BEGIN Input data

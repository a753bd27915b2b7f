//! Shared types, error model, and configuration for ghostwriter.
//!
//! This crate is the foundation depended on by all other ghostwriter crates.
//! It provides:
//! - [`GhostwriterError`]: the unified error type, with [`AuthError`],
//!   [`ApiError`] and [`ParseError`] as its structured parts
//! - [`Endpoint`]: site URL plus admin key
//! - Configuration ([`AppConfig`], profiles, config loading)

pub mod config;
pub mod error;
pub mod types;

// Re-export public API at crate root for ergonomic imports.
pub use config::{
    AppConfig, DefaultsConfig, Overrides, Profile, config_dir, config_file_path, list_profiles,
    load_config, load_config_from, save_config_to, save_profile, save_profile_to,
};
pub use error::{
    ApiError, ApiErrorItem, AuthError, GhostwriterError, MalformedInput, ParseError, Result,
};
pub use types::{API_ROOT, Endpoint, normalize_base_url};
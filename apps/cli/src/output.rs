//! Text tables, detail blocks and JSON printing.

use std::time::Duration;

use clap::ValueEnum;
use color_eyre::eyre::Result;
use indicatif::{ProgressBar, ProgressStyle};
use serde::Serialize;

/// Output format for command results.
#[derive(Clone, Copy, Debug, PartialEq, Eq, ValueEnum)]
pub(crate) enum OutputFormat {
    Text,
    Json,
}

/// Print `value` as pretty JSON on stdout.
pub(crate) fn print_json<T: Serialize + ?Sized>(value: &T) -> Result<()> {
    println!("{}", serde_json::to_string_pretty(value)?);
    Ok(())
}

// ---------------------------------------------------------------------------
// Table
// ---------------------------------------------------------------------------

/// Column-aligned table with a header row, two spaces between columns.
pub(crate) struct Table {
    headers: Vec<String>,
    rows: Vec<Vec<String>>,
}

impl Table {
    pub(crate) fn new(headers: &[&str]) -> Self {
        Self {
            headers: headers.iter().map(|h| h.to_string()).collect(),
            rows: Vec::new(),
        }
    }

    pub(crate) fn row<I, S>(&mut self, cells: I)
    where
        I: IntoIterator<Item = S>,
        S: Into<String>,
    {
        self.rows.push(cells.into_iter().map(Into::into).collect());
    }

    pub(crate) fn render(&self) -> String {
        let mut widths: Vec<usize> = self.headers.iter().map(|h| h.chars().count()).collect();
        for row in &self.rows {
            for (i, cell) in row.iter().enumerate() {
                let len = cell.chars().count();
                match widths.get_mut(i) {
                    Some(w) => *w = (*w).max(len),
                    None => widths.push(len),
                }
            }
        }

        let mut out = String::new();
        for row in std::iter::once(&self.headers).chain(&self.rows) {
            let last = row.len().saturating_sub(1);
            for (i, cell) in row.iter().enumerate() {
                out.push_str(cell);
                if i < last {
                    let pad = widths[i] - cell.chars().count() + 2;
                    out.extend(std::iter::repeat_n(' ', pad));
                }
            }
            out.push('\n');
        }
        out
    }

    pub(crate) fn print(&self) {
        print!("{}", self.render());
    }
}

// ---------------------------------------------------------------------------
// Detail block
// ---------------------------------------------------------------------------

/// `Label:  value` lines with the values aligned. Empty values are skipped.
pub(crate) fn render_details(fields: &[(&str, String)]) -> String {
    let width = fields
        .iter()
        .filter(|(_, v)| !v.is_empty())
        .map(|(label, _)| label.chars().count() + 1)
        .max()
        .unwrap_or(0);

    let mut out = String::new();
    for (label, value) in fields.iter().filter(|(_, v)| !v.is_empty()) {
        out.push_str(&format!("{:<width$} {value}\n", format!("{label}:")));
    }
    out
}

pub(crate) fn print_details(fields: &[(&str, String)]) {
    print!("{}", render_details(fields));
}

// ---------------------------------------------------------------------------
// Cell helpers
// ---------------------------------------------------------------------------

/// Shorten to `max` characters, ending in `...` when cut.
pub(crate) fn truncate(value: &str, max: usize) -> String {
    if value.chars().count() <= max {
        return value.to_string();
    }
    let keep = max.saturating_sub(3);
    let mut out: String = value.chars().take(keep).collect();
    out.push_str("...");
    out
}

/// Date part of an ISO timestamp, or `-`.
pub(crate) fn date_only(value: Option<&str>) -> String {
    match value {
        Some(v) if !v.is_empty() => v.chars().take(10).collect(),
        _ => "-".to_string(),
    }
}

pub(crate) fn or_dash(value: Option<&str>) -> String {
    match value {
        Some(v) if !v.is_empty() => v.to_string(),
        _ => "-".to_string(),
    }
}

pub(crate) fn opt(value: Option<&str>) -> String {
    value.unwrap_or_default().to_string()
}

/// Price in minor units as `12.50 USD`.
pub(crate) fn price(amount: Option<u64>, currency: Option<&str>) -> String {
    match amount {
        Some(cents) => format!(
            "{}.{:02} {}",
            cents / 100,
            cents % 100,
            currency.unwrap_or_default().to_uppercase()
        )
        .trim_end()
        .to_string(),
        None => "-".to_string(),
    }
}

// ---------------------------------------------------------------------------
// Progress
// ---------------------------------------------------------------------------

/// Spinner on stderr for multi-request operations.
pub(crate) fn spinner(message: impl Into<String>) -> ProgressBar {
    let spinner = ProgressBar::new_spinner();
    spinner.set_style(
        ProgressStyle::with_template("{spinner:.cyan} {msg}")
            .expect("valid spinner template")
            .tick_strings(&["⠋", "⠙", "⠹", "⠸", "⠼", "⠴", "⠦", "⠧", "⠇", "⠏"]),
    );
    spinner.set_message(message.into());
    spinner.enable_steady_tick(Duration::from_millis(80));
    spinner
}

END Input data

Which lines above hold the string "Serialize"? Show each of them.

use serde::Serialize;
pub(crate) fn print_json<T: Serialize + ?Sized>(value: &T) -> Result<()> {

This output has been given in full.